Iftars traditionnels

Ces deux catégories d’iftars à la mode Malaisienne (et encore pratiqués dans d’autres communautés à travers le monde) constituent l’iftar traditionnel qui est intimement lié à l’exécution, une fois le jeûne rompu, de la quatrième des 5 prières quotidiennes obligatoires et constituant le deuxième des 5 piliers de l’islam.

Rappelons pour ceux et celles qui ne sont pas musulmans que l’islam s’articule autour de 5 piliers fondamentaux :

  1. La Profession de foi (Chahada) par laquelle le fidèle reconnait solennellement que l’islam est monothéiste et que le prophète Mohammed est l’un des messagers de Dieu. Ce pilier est la condition sine qua non des quatre autres;
  2. Les 5 prières (Salat) quotidiennes;
  3. La zakat qui consiste à distribuer une partie de sa richesse aux nécessiteux selon des règles prédéterminées;
  4. Le jeûne durant tout le mois du ramadan par ceux et celles qui en sont capables;
  5. Le pèlerinage à la Mecque, en principe une fois dans la vie du fidèle qui en est capable physiquement et matériellement.

Le Ramadan est le mois le plus sacré de l’année pour les musulmans. En effet, et selon le Coran, c’est durant ce mois que fut révélé ce livre saint au prophète Mohammed. Toujours selon le Coran, les démons du ciel sont enfermés durant tout ce mois sacré pour permettre aux fidèles le maximum de recueillement et de concentration pour faire le plein des bonnes actions (Hassanat) .

Les démons du ciel sont emprisonnés, certes. Mais qu’en est-il des démons humains sur Terre ? diront certains !

À chacun son iftar

L’un des objectifs du jeûne est de se rendre compte de la faim et du besoin chroniques des plus démunis à travers notre privation d’un mois. D’où toute l’importance, pour le fidèle, de la symbolique du partage de son iftar au milieu du recueillement et du repentir.

Or voilà que sous certaines latitudes, les iftars ont évolué de traditionnels, à folkloriques en passant par des iftars d’affaires et (ou) politiques.

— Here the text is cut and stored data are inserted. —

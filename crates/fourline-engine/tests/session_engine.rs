//! Integration tests for the session actor.
//!
//! These drive a real actor task through its handle, with unbounded
//! channels standing in for connection handlers.

use std::time::Duration;

use fourline_engine::{
    AttachIntent, EngineError, SessionConfig, SessionHandle,
};
use fourline_protocol::{
    Identity, IdentityId, Seat, ServerMessage, SessionId, SessionSnapshot,
    SessionStatus,
};
use tokio::sync::mpsc;

type Outbox = mpsc::UnboundedReceiver<ServerMessage>;

fn ada() -> Identity {
    Identity::new("p1", "Ada")
}

fn grace() -> Identity {
    Identity::new("p2", "Grace")
}

fn spawn_session() -> SessionHandle {
    SessionHandle::spawn(SessionId::from("ABC123"), SessionConfig::default())
}

async fn attach(
    handle: &SessionHandle,
    intent: AttachIntent,
    identity: Identity,
) -> (SessionSnapshot, Outbox) {
    let (tx, rx) = mpsc::unbounded_channel();
    let snapshot = handle
        .attach(intent, identity, tx)
        .await
        .expect("attach should succeed");
    (snapshot, rx)
}

/// Creates the session, joins the opponent, and drains the join chatter
/// so tests start from a quiet in-progress game.
async fn started_game(handle: &SessionHandle) -> (Outbox, Outbox) {
    let (_, mut ada_rx) = attach(handle, AttachIntent::Create, ada()).await;
    let (_, grace_rx) = attach(handle, AttachIntent::Join, grace()).await;
    let msg = next(&mut ada_rx).await;
    assert!(matches!(msg, ServerMessage::OpponentJoined { .. }));
    (ada_rx, grace_rx)
}

/// Receives the next broadcast. The window is generous so that under
/// paused time the auto-advance reaches a pending turn countdown before
/// this timeout does.
async fn next(rx: &mut Outbox) -> ServerMessage {
    tokio::time::timeout(Duration::from_secs(10), rx.recv())
        .await
        .expect("expected a broadcast")
        .expect("channel closed")
}

/// Asserts no broadcast is sitting in the channel.
async fn assert_silent(rx: &mut Outbox) {
    for _ in 0..8 {
        tokio::task::yield_now().await;
    }
    assert!(
        rx.try_recv().is_err(),
        "expected no broadcast on this channel"
    );
}

fn id(s: &str) -> IdentityId {
    IdentityId::from(s)
}

#[tokio::test]
async fn test_create_reports_awaiting_opponent() {
    let handle = spawn_session();
    let (snapshot, _rx) = attach(&handle, AttachIntent::Create, ada()).await;
    assert_eq!(snapshot.status, SessionStatus::AwaitingOpponent);
    assert_eq!(snapshot.seat_one.name, "Ada");
    assert!(snapshot.seat_two.is_none());
}

#[tokio::test]
async fn test_join_unknown_session_fails() {
    let handle = spawn_session();
    let (tx, _rx) = mpsc::unbounded_channel();
    let err = handle
        .attach(AttachIntent::Join, grace(), tx)
        .await
        .unwrap_err();
    assert!(matches!(err, EngineError::SessionNotFound(_)));
}

#[tokio::test]
async fn test_create_taken_id_by_other_identity_fails() {
    let handle = spawn_session();
    let (_, _ada_rx) = attach(&handle, AttachIntent::Create, ada()).await;

    let (tx, _rx) = mpsc::unbounded_channel();
    let err = handle
        .attach(AttachIntent::Create, Identity::new("p9", "Eve"), tx)
        .await
        .unwrap_err();
    assert!(matches!(err, EngineError::DuplicateSession(_)));
}

#[tokio::test]
async fn test_third_identity_cannot_join() {
    let handle = spawn_session();
    let _rxs = started_game(&handle).await;

    let (tx, _rx) = mpsc::unbounded_channel();
    let err = handle
        .attach(AttachIntent::Join, Identity::new("p9", "Eve"), tx)
        .await
        .unwrap_err();
    assert!(matches!(err, EngineError::SessionFull(_)));
}

#[tokio::test]
async fn test_vertical_win_in_room_abc123() {
    // Ada stacks column 0 while Grace answers in column 1. Ada's fourth
    // piece completes a vertical run, the win is broadcast to both, and
    // the turn stays with the winner.
    let handle = spawn_session();
    let (mut ada_rx, mut grace_rx) = started_game(&handle).await;

    let moves = [
        (id("p1"), 0),
        (id("p2"), 1),
        (id("p1"), 0),
        (id("p2"), 1),
        (id("p1"), 0),
        (id("p2"), 1),
        (id("p1"), 0),
    ];
    let move_count = moves.len();
    for (who, column) in moves {
        handle.apply_move(who, column).await.unwrap();
    }

    let mut last = None;
    for _ in 0..move_count {
        let ada_msg = next(&mut ada_rx).await;
        let grace_msg = next(&mut grace_rx).await;
        assert_eq!(ada_msg, grace_msg, "both seats see the same broadcast");
        last = Some(ada_msg);
    }

    let Some(ServerMessage::MoveApplied { snapshot }) = last else {
        panic!("expected a MoveApplied broadcast");
    };
    assert_eq!(snapshot.status, SessionStatus::Won { seat: Seat::One });
    assert_eq!(snapshot.turn, Seat::One, "turn must not flip on a win");
    let line = snapshot.winning_line.expect("winning line populated");
    assert!(line.iter().all(|cell| cell.col == 0));
}

#[tokio::test]
async fn test_out_of_turn_move_errors_requester_only() {
    let handle = spawn_session();
    let (mut ada_rx, mut grace_rx) = started_game(&handle).await;

    let err = handle.apply_move(id("p2"), 3).await.unwrap_err();
    assert_eq!(err, EngineError::NotYourTurn(Seat::One));

    // A rejected move mutates nothing and broadcasts nothing.
    assert_silent(&mut ada_rx).await;
    assert_silent(&mut grace_rx).await;
}

#[tokio::test]
async fn test_reattach_is_idempotent_and_reroutes_broadcasts() {
    let handle = spawn_session();
    let (mut ada_rx, stale_rx) = started_game(&handle).await;
    let before = handle.snapshot().await.unwrap().unwrap();

    // Grace's connection drops and she rejoins with the same identity.
    let (after, mut fresh_rx) = attach(&handle, AttachIntent::Join, grace()).await;
    assert_eq!(after, before, "re-attach must not mutate the session");

    // Broadcasts now land on the new channel, not the old one.
    handle.apply_move(id("p1"), 3).await.unwrap();
    assert!(matches!(
        next(&mut fresh_rx).await,
        ServerMessage::MoveApplied { .. }
    ));
    assert!(matches!(
        next(&mut ada_rx).await,
        ServerMessage::MoveApplied { .. }
    ));
    drop(stale_rx);
}

#[tokio::test]
async fn test_creator_reattach_receives_current_snapshot() {
    let handle = spawn_session();
    let (mut _ada_rx, mut grace_rx) = started_game(&handle).await;
    handle.apply_move(id("p1"), 4).await.unwrap();
    let _ = next(&mut grace_rx).await;

    let (snapshot, _fresh_rx) = attach(&handle, AttachIntent::Create, ada()).await;
    assert_eq!(snapshot.status, SessionStatus::InProgress);
    assert_eq!(snapshot.turn, Seat::Two);
    assert!(snapshot.last_move.is_some());
}

#[tokio::test]
async fn test_reset_broadcasts_fresh_board() {
    let handle = spawn_session();
    let (mut ada_rx, mut grace_rx) = started_game(&handle).await;
    handle.apply_move(id("p1"), 2).await.unwrap();
    let _ = next(&mut ada_rx).await;
    let _ = next(&mut grace_rx).await;

    handle.reset().await.unwrap();
    let msg = next(&mut grace_rx).await;
    let ServerMessage::SessionReset { snapshot } = msg else {
        panic!("expected SessionReset");
    };
    assert_eq!(snapshot.turn, Seat::One);
    assert!(snapshot.last_move.is_none());
    assert_eq!(snapshot.status, SessionStatus::InProgress);
}

async fn finish_game(handle: &SessionHandle, ada_rx: &mut Outbox, grace_rx: &mut Outbox) {
    let moves = [
        (id("p1"), 0),
        (id("p2"), 1),
        (id("p1"), 0),
        (id("p2"), 1),
        (id("p1"), 0),
        (id("p2"), 1),
        (id("p1"), 0),
    ];
    for (who, column) in moves {
        handle.apply_move(who, column).await.unwrap();
        let _ = next(ada_rx).await;
        let _ = next(grace_rx).await;
    }
}

#[tokio::test]
async fn test_rematch_round_trip_with_side_swap() {
    let handle = spawn_session();
    let (mut ada_rx, mut grace_rx) = started_game(&handle).await;
    finish_game(&handle, &mut ada_rx, &mut grace_rx).await;

    handle.request_rematch(id("p1"), true).await.unwrap();
    let msg = next(&mut grace_rx).await;
    assert_eq!(
        msg,
        ServerMessage::RematchRequested {
            by_name: "Ada".into(),
            switch_sides: true,
        }
    );
    // The request goes to the opponent only.
    assert_silent(&mut ada_rx).await;

    handle.accept_rematch(id("p2")).await.unwrap();
    let msg = next(&mut ada_rx).await;
    let ServerMessage::RematchAccepted { snapshot, switched } = msg else {
        panic!("expected RematchAccepted");
    };
    assert!(switched);
    assert_eq!(snapshot.seat_one.name, "Grace");
    assert_eq!(snapshot.status, SessionStatus::InProgress);
    assert_eq!(snapshot.turn, Seat::One);
    assert!(snapshot.winning_line.is_none());
}

#[tokio::test]
async fn test_crossing_rematch_requests_start_the_game() {
    let handle = spawn_session();
    let (mut ada_rx, mut grace_rx) = started_game(&handle).await;
    finish_game(&handle, &mut ada_rx, &mut grace_rx).await;

    handle.request_rematch(id("p1"), false).await.unwrap();
    let _ = next(&mut grace_rx).await; // RematchRequested
    handle.request_rematch(id("p2"), true).await.unwrap();

    // The crossing request completes the handshake; the earlier
    // request's preference (no swap) governs.
    let ServerMessage::RematchAccepted { snapshot, switched } = next(&mut ada_rx).await
    else {
        panic!("expected RematchAccepted");
    };
    assert!(!switched);
    assert_eq!(snapshot.seat_one.name, "Ada");
}

#[tokio::test]
async fn test_rematch_decline_keeps_session_terminal() {
    let handle = spawn_session();
    let (mut ada_rx, mut grace_rx) = started_game(&handle).await;
    finish_game(&handle, &mut ada_rx, &mut grace_rx).await;

    handle.request_rematch(id("p1"), false).await.unwrap();
    let _ = next(&mut grace_rx).await;
    handle.decline_rematch(id("p2")).await.unwrap();

    assert_eq!(next(&mut ada_rx).await, ServerMessage::RematchDeclined);
    let snapshot = handle.snapshot().await.unwrap().unwrap();
    assert!(snapshot.status.is_terminal());
}

#[tokio::test]
async fn test_rematch_mid_game_is_refused() {
    let handle = spawn_session();
    let _rxs = started_game(&handle).await;
    let err = handle.request_rematch(id("p1"), false).await.unwrap_err();
    assert_eq!(err, EngineError::NotTerminal);
}

#[tokio::test(start_paused = true)]
async fn test_turn_expiry_forfeits_and_rearms() {
    let handle = SessionHandle::spawn(
        SessionId::from("ABC123"),
        SessionConfig {
            turn_budget: Duration::from_secs(5),
            ..SessionConfig::default()
        },
    );
    let (mut ada_rx, mut grace_rx) = started_game(&handle).await;

    // Ada sits on her turn past the budget.
    let ServerMessage::TurnForfeited { seat, snapshot } = next(&mut ada_rx).await else {
        panic!("expected TurnForfeited");
    };
    assert_eq!(seat, Seat::One);
    assert_eq!(snapshot.turn, Seat::Two);
    assert_eq!(snapshot.board, fourline_protocol::Board::empty());

    // Grace sees the same forfeit, then idles past her own budget: the
    // countdown re-armed for her turn.
    let ServerMessage::TurnForfeited { seat, .. } = next(&mut grace_rx).await else {
        panic!("expected first TurnForfeited");
    };
    assert_eq!(seat, Seat::One);
    let ServerMessage::TurnForfeited { seat, snapshot } = next(&mut grace_rx).await
    else {
        panic!("expected second TurnForfeited");
    };
    assert_eq!(seat, Seat::Two);
    assert_eq!(snapshot.turn, Seat::One);
}

#[tokio::test(start_paused = true)]
async fn test_abandoned_session_goes_quiet_and_stops() {
    let handle = SessionHandle::spawn(
        SessionId::from("ABC123"),
        SessionConfig {
            turn_budget: Duration::from_secs(5),
            idle_timeout: Duration::from_secs(60),
            ..SessionConfig::default()
        },
    );
    let (mut ada_rx, mut grace_rx) = started_game(&handle).await;

    handle.detach(id("p1")).await.unwrap();
    handle.detach(id("p2")).await.unwrap();

    // With nobody attached the countdown is disarmed: an hour of game
    // time produces zero forfeit broadcasts, and the actor stops once
    // the idle deadline passes instead of ticking forever.
    tokio::time::sleep(Duration::from_secs(3600)).await;
    assert!(matches!(
        ada_rx.try_recv(),
        Err(mpsc::error::TryRecvError::Disconnected)
    ));
    assert!(matches!(
        grace_rx.try_recv(),
        Err(mpsc::error::TryRecvError::Disconnected)
    ));
    assert!(handle.is_closed(), "idle actor should have stopped");
    let err = handle.snapshot().await.unwrap_err();
    assert!(matches!(err, EngineError::Unavailable(_)));
}

#[tokio::test(start_paused = true)]
async fn test_reattach_before_idle_deadline_keeps_session_alive() {
    let handle = SessionHandle::spawn(
        SessionId::from("ABC123"),
        SessionConfig {
            turn_budget: Duration::from_secs(5),
            idle_timeout: Duration::from_secs(60),
            ..SessionConfig::default()
        },
    );
    let (_ada_rx, _grace_rx) = started_game(&handle).await;

    handle.detach(id("p1")).await.unwrap();
    handle.detach(id("p2")).await.unwrap();
    tokio::time::sleep(Duration::from_secs(30)).await;

    // Ada comes back inside the grace period: the deadline is cancelled
    // and her turn countdown re-arms, so she can forfeit again but the
    // session survives well past the original deadline.
    let (snapshot, mut fresh_rx) = attach(&handle, AttachIntent::Create, ada()).await;
    assert_eq!(snapshot.status, SessionStatus::InProgress);

    tokio::time::sleep(Duration::from_secs(120)).await;
    assert!(!handle.is_closed());
    let ServerMessage::TurnForfeited { seat, .. } = next(&mut fresh_rx).await else {
        panic!("expected TurnForfeited");
    };
    assert_eq!(seat, Seat::One);
}

#[tokio::test(start_paused = true)]
async fn test_move_within_budget_restarts_countdown() {
    let handle = SessionHandle::spawn(
        SessionId::from("ABC123"),
        SessionConfig {
            turn_budget: Duration::from_secs(5),
            ..SessionConfig::default()
        },
    );
    let (mut ada_rx, mut grace_rx) = started_game(&handle).await;

    // Ada moves after 3s; no forfeit happens for her.
    tokio::time::sleep(Duration::from_secs(3)).await;
    handle.apply_move(id("p1"), 0).await.unwrap();
    assert!(matches!(
        next(&mut ada_rx).await,
        ServerMessage::MoveApplied { .. }
    ));
    let _ = next(&mut grace_rx).await;

    // Grace then idles past her own fresh 5s budget.
    let ServerMessage::TurnForfeited { seat, .. } = next(&mut grace_rx).await else {
        panic!("expected TurnForfeited");
    };
    assert_eq!(seat, Seat::Two);
}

Parmi les iftars folkloriques on peut distinguer ceux que certains aiment agrémenter de musique et même de danse (chtih we rdih); Ce que les adeptes des iftars traditionnels trouvent un affront, voire une hérésie. Pour ces derniers, les iftars doivent s’accompagner seulement de prières et de recueillement. Et comme on ne fait pas le tour de la Kaaba en jeans, on n’accompagne pas ses iftars ni de danse ni de chants . Et de conclure que la vie du fidèle est rythmée par l’Obligation (dont la source est le coran) et par la Sounna dont la source est le comportement ainsi que les faits et gestes du prophète de son vivant. Or nul part n’est écrit que le prophète organisait des soirées ‘’chtih chtih we rdih’’ durant le mois du ramadan !

Comment s’y retrouver parmi tous ces iftars ?

Très simple : compter le nombre de gens qui se retirent pour prier une fois le jeûne rompu : Plus le nombre tend vers le nombre des participants, plus l’iftar est traditionnel. Dans le cas contraire, on a affaire à un iftar folklorique, d’affaire ou politique.

Un autre indice : Le genre de partage. Si le participant est obligé de partager le contenu de son portefeuille avec les organisateurs d’une manière ou d’une autre, là on est en plein iftar folklorique, d’affaires ou politique.

Si on partage la nourriture sans contrepartie aucune (publicité, sollicitation, discours autres que religieux, cartes d’affaires…) là on est invité à un iftar dans la pure tradition musulmane.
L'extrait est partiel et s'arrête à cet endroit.